What needs to be done
Each record should be copied exactly, and none of them omitted.

Data excerpts

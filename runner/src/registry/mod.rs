//! Node registry: the directory of live slaves and masters, used purely for discovery.
//!
//! The [`Registry`] actor owns the [`Directory`] and processes one [`RegistryCommand`] at
//! a time. [`server`] exposes it over TCP and turns lost connections into
//! [`RegistryCommand::SessionLost`]; [`client`] is the node-side session that registers,
//! heartbeats and answers discovery queries.

pub mod client;
pub mod server;
pub mod state;

pub use client::RegistryClient;
pub use state::{Directory, SessionId};

use crate::{
    config::RegistryConfig,
    protocol::{NodeIdentity, RegistryEntry, Role},
    transport::TransportError,
};
use thiserror::Error;
use tokio::{
    net::TcpListener,
    sync::{mpsc, oneshot},
    task::JoinHandle,
};
use tokio_util::sync::CancellationToken;
use tracing::{debug, info};

#[derive(Debug, Error)]
pub enum RegistryError {
    #[error("registry is unavailable: {0}")]
    Unavailable(#[from] TransportError),
    #[error("registry rejected the request: {0}")]
    Rejected(String),
    #[error("unexpected response from registry")]
    UnexpectedResponse,
    #[error("registry has shut down")]
    Stopped,
    #[error("failed to listen on {addr}: {source}")]
    Bind {
        addr: String,
        source: std::io::Error,
    },
}

/// Serve the registry on its configured address until `shutdown` fires
pub async fn run(config: RegistryConfig, shutdown: CancellationToken) -> Result<(), RegistryError> {
    let listener = TcpListener::bind(&config.address)
        .await
        .map_err(|source| RegistryError::Bind {
            addr: config.address.clone(),
            source,
        })?;
    let (registry, actor) = Registry::spawn();

    server::serve(listener, registry, config, shutdown).await;
    // sessions still hold handles until they notice the shutdown
    actor.abort();
    info!("Registry stopped");

    Ok(())
}

#[derive(Debug)]
pub enum RegistryCommand {
    Register {
        identity: NodeIdentity,
        role: Role,
        session: SessionId,
        reply: oneshot::Sender<RegistryEntry>,
    },
    Unregister {
        identity: NodeIdentity,
        reply: oneshot::Sender<bool>,
    },
    ListByRole {
        role: Role,
        reply: oneshot::Sender<Vec<NodeIdentity>>,
    },
    /// liveness signal of a registered connection was lost
    SessionLost {
        identity: NodeIdentity,
        session: SessionId,
    },
}

/// Mailbox address of the registry actor
#[derive(Debug, Clone)]
pub struct RegistryHandle {
    tx: mpsc::UnboundedSender<RegistryCommand>,
}

impl RegistryHandle {
    pub async fn register(
        &self,
        identity: NodeIdentity,
        role: Role,
        session: SessionId,
    ) -> Result<RegistryEntry, RegistryError> {
        let (reply, response) = oneshot::channel();
        self.send(RegistryCommand::Register {
            identity,
            role,
            session,
            reply,
        })?;

        response.await.map_err(|_| RegistryError::Stopped)
    }

    pub async fn unregister(&self, identity: NodeIdentity) -> Result<bool, RegistryError> {
        let (reply, response) = oneshot::channel();
        self.send(RegistryCommand::Unregister { identity, reply })?;

        response.await.map_err(|_| RegistryError::Stopped)
    }

    pub async fn list_by_role(&self, role: Role) -> Result<Vec<NodeIdentity>, RegistryError> {
        let (reply, response) = oneshot::channel();
        self.send(RegistryCommand::ListByRole { role, reply })?;

        response.await.map_err(|_| RegistryError::Stopped)
    }

    pub fn session_lost(&self, identity: NodeIdentity, session: SessionId) {
        if self
            .send(RegistryCommand::SessionLost { identity, session })
            .is_err()
        {
            debug!("Registry stopped before a session loss could be delivered");
        }
    }

    fn send(&self, command: RegistryCommand) -> Result<(), RegistryError> {
        self.tx.send(command).map_err(|_| RegistryError::Stopped)
    }
}

/// The registry actor
#[derive(Debug)]
pub struct Registry {
    directory: Directory,
    rx: mpsc::UnboundedReceiver<RegistryCommand>,
}

impl Registry {
    pub fn new() -> (Self, RegistryHandle) {
        let (tx, rx) = mpsc::unbounded_channel();

        (
            Self {
                directory: Directory::new(),
                rx,
            },
            RegistryHandle { tx },
        )
    }

    /// Start the actor on its own task, it stops once every handle is dropped
    pub fn spawn() -> (RegistryHandle, JoinHandle<()>) {
        let (registry, handle) = Self::new();

        (handle, tokio::spawn(registry.run()))
    }

    pub async fn run(mut self) {
        while let Some(command) = self.rx.recv().await {
            self.handle(command);
        }

        debug!(nodes = self.directory.len(), "Registry mailbox closed");
    }

    fn handle(&mut self, command: RegistryCommand) {
        match command {
            RegistryCommand::Register {
                identity,
                role,
                session,
                reply,
            } => {
                let entry = self.directory.register(identity, role, session);
                let _ = reply.send(entry);
            }
            RegistryCommand::Unregister { identity, reply } => {
                let _ = reply.send(self.directory.unregister(&identity));
            }
            RegistryCommand::ListByRole { role, reply } => {
                let _ = reply.send(self.directory.list_by_role(role));
            }
            RegistryCommand::SessionLost { identity, session } => {
                self.directory.session_lost(&identity, session);
            }
        }
    }
}

#[cfg(test)]
mod tests {
    use super::*;

    #[tokio::test]
    async fn actor_serves_directory_operations() {
        let (handle, _task) = Registry::spawn();
        let slave = NodeIdentity::from("s1:7171");

        handle.register(slave.clone(), Role::Slave, 1).await.unwrap();
        handle.register(slave.clone(), Role::Slave, 1).await.unwrap();
        assert_eq!(
            handle.list_by_role(Role::Slave).await.unwrap(),
            vec![slave.clone()]
        );

        handle.session_lost(slave.clone(), 1);
        assert!(handle.list_by_role(Role::Slave).await.unwrap().is_empty());
        assert!(!handle.unregister(slave).await.unwrap());
    }
}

Response area
filename runner/src/registry/mod.rs
//! Node registry: the directory of live slaves and masters, used purely for discovery.
//!
//! The [`Registry`] actor owns the [`Directory`] and processes one [`RegistryCommand`] at
//! a time. [`server`] exposes it over TCP and turns lost connections into
//! [`RegistryCommand::SessionLost`]; [`client`] is the node-side session that registers,
//! heartbeats and answers discovery queries.

pub mod client;
pub mod server;
pub mod state;

pub use client::RegistryClient;
pub use state::{Directory, SessionId};

use crate::{
    config::RegistryConfig,
    protocol::{NodeIdentity, RegistryEntry, Role},
    transport::TransportError,
};
use thiserror::Error;
use tokio::{
    net::TcpListener,
    sync::{mpsc, oneshot},
    task::JoinHandle,
};
use tokio_util::sync::CancellationToken;
use tracing::{debug, info};

#[derive(Debug, Error)]
pub enum RegistryError {
    #[error("registry is unavailable: {0}")]
    Unavailable(#[from] TransportError),
    #[error("registry rejected the request: {0}")]
    Rejected(String),
    #[error("unexpected response from registry")]
    UnexpectedResponse,
    #[error("registry has shut down")]
    Stopped,
    #[error("failed to listen on {addr}: {source}")]
    Bind {
        addr: String,
        source: std::io::Error,
    },
}

/// Serve the registry on its configured address until `shutdown` fires
pub async fn run(config: RegistryConfig, shutdown: CancellationToken) -> Result<(), RegistryError> {
    let listener = TcpListener::bind(&config.address)
        .await
        .map_err(|source| RegistryError::Bind {
            addr: config.address.clone(),
            source,
        })?;
    let (registry, actor) = Registry::spawn();

    server::serve(listener, registry, config, shutdown).await;
    // sessions still hold handles until they notice the shutdown
    actor.abort();
    info!("Registry stopped");

    Ok(())
}

#[derive(Debug)]
pub enum RegistryCommand {
    Register {
        identity: NodeIdentity,
        role: Role,
        session: SessionId,
        reply: oneshot::Sender<RegistryEntry>,
    },
    Unregister {
        identity: NodeIdentity,
        reply: oneshot::Sender<bool>,
    },
    ListByRole {
        role: Role,
        reply: oneshot::Sender<Vec<NodeIdentity>>,
    },
    /// liveness signal of a registered connection was lost
    SessionLost {
        identity: NodeIdentity,
        session: SessionId,
    },
}

/// Mailbox address of the registry actor
#[derive(Debug, Clone)]
pub struct RegistryHandle {
    tx: mpsc::UnboundedSender<RegistryCommand>,
}

impl RegistryHandle {
    pub async fn register(
        &self,
        identity: NodeIdentity,
        role: Role,
        session: SessionId,
    ) -> Result<RegistryEntry, RegistryError> {
        let (reply, response) = oneshot::channel();
        self.send(RegistryCommand::Register {
            identity,
            role,
            session,
            reply,
        })?;

        response.await.map_err(|_| RegistryError::Stopped)
    }

    pub async fn unregister(&self, identity: NodeIdentity) -> Result<bool, RegistryError> {
        let (reply, response) = oneshot::channel();
        self.send(RegistryCommand::Unregister { identity, reply })?;

        response.await.map_err(|_| RegistryError::Stopped)
    }

    pub async fn list_by_role(&self, role: Role) -> Result<Vec<NodeIdentity>, RegistryError> {
        let (reply, response) = oneshot::channel();
        self.send(RegistryCommand::ListByRole { role, reply })?;

        response.await.map_err(|_| RegistryError::Stopped)
    }

    pub fn session_lost(&self, identity: NodeIdentity, session: SessionId) {
        if self
            .send(RegistryCommand::SessionLost { identity, session })
            .is_err()
        {
            debug!("Registry stopped before a session loss could be delivered");
        }
    }

    fn send(&self, command: RegistryCommand) -> Result<(), RegistryError> {
        self.tx.send(command).map_err(|_| RegistryError::Stopped)
    }
}

/// The registry actor
#[derive(Debug)]
pub struct Registry {
    directory: Directory,
    rx: mpsc::UnboundedReceiver<RegistryCommand>,
}

impl Registry {
    pub fn new() -> (Self, RegistryHandle) {
        let (tx, rx) = mpsc::unbounded_channel();

        (
            Self {
                directory: Directory::new(),
                rx,
            },
            RegistryHandle { tx },
        )
    }

    /// Start the actor on its own task, it stops once every handle is dropped
    pub fn spawn() -> (RegistryHandle, JoinHandle<()>) {
        let (registry, handle) = Self::new();

        (handle, tokio::spawn(registry.run()))
    }

    pub async fn run(mut self) {
        while let Some(command) = self.rx.recv().await {
            self.handle(command);
        }

        debug!(nodes = self.directory.len(), "Registry mailbox closed");
    }

    fn handle(&mut self, command: RegistryCommand) {
        match command {
            RegistryCommand::Register {
                identity,
                role,
                session,
                reply,
            } => {
                let entry = self.directory.register(identity, role, session);
                let _ = reply.send(entry);
            }
            RegistryCommand::Unregister { identity, reply } => {
                let _ = reply.send(self.directory.unregister(&identity));
            }
            RegistryCommand::ListByRole { role, reply } => {
                let _ = reply.send(self.directory.list_by_role(role));
            }
            RegistryCommand::SessionLost { identity, session } => {
                self.directory.session_lost(&identity, session);
            }
        }
    }
}

#[cfg(test)]
mod tests {
    use super::*;

    #[tokio::test]
    async fn actor_serves_directory_operations() {
        let (handle, _task) = Registry::spawn();
        let slave = NodeIdentity::from("s1:7171");

        handle.register(slave.clone(), Role::Slave, 1).await.unwrap();
        handle.register(slave.clone(), Role::Slave, 1).await.unwrap();
        assert_eq!(
            handle.list_by_role(Role::Slave).await.unwrap(),
            vec![slave.clone()]
        );

        handle.session_lost(slave.clone(), 1);
        assert!(handle.list_by_role(Role::Slave).await.unwrap().is_empty());
        assert!(!handle.unregister(slave).await.unwrap());
    }
}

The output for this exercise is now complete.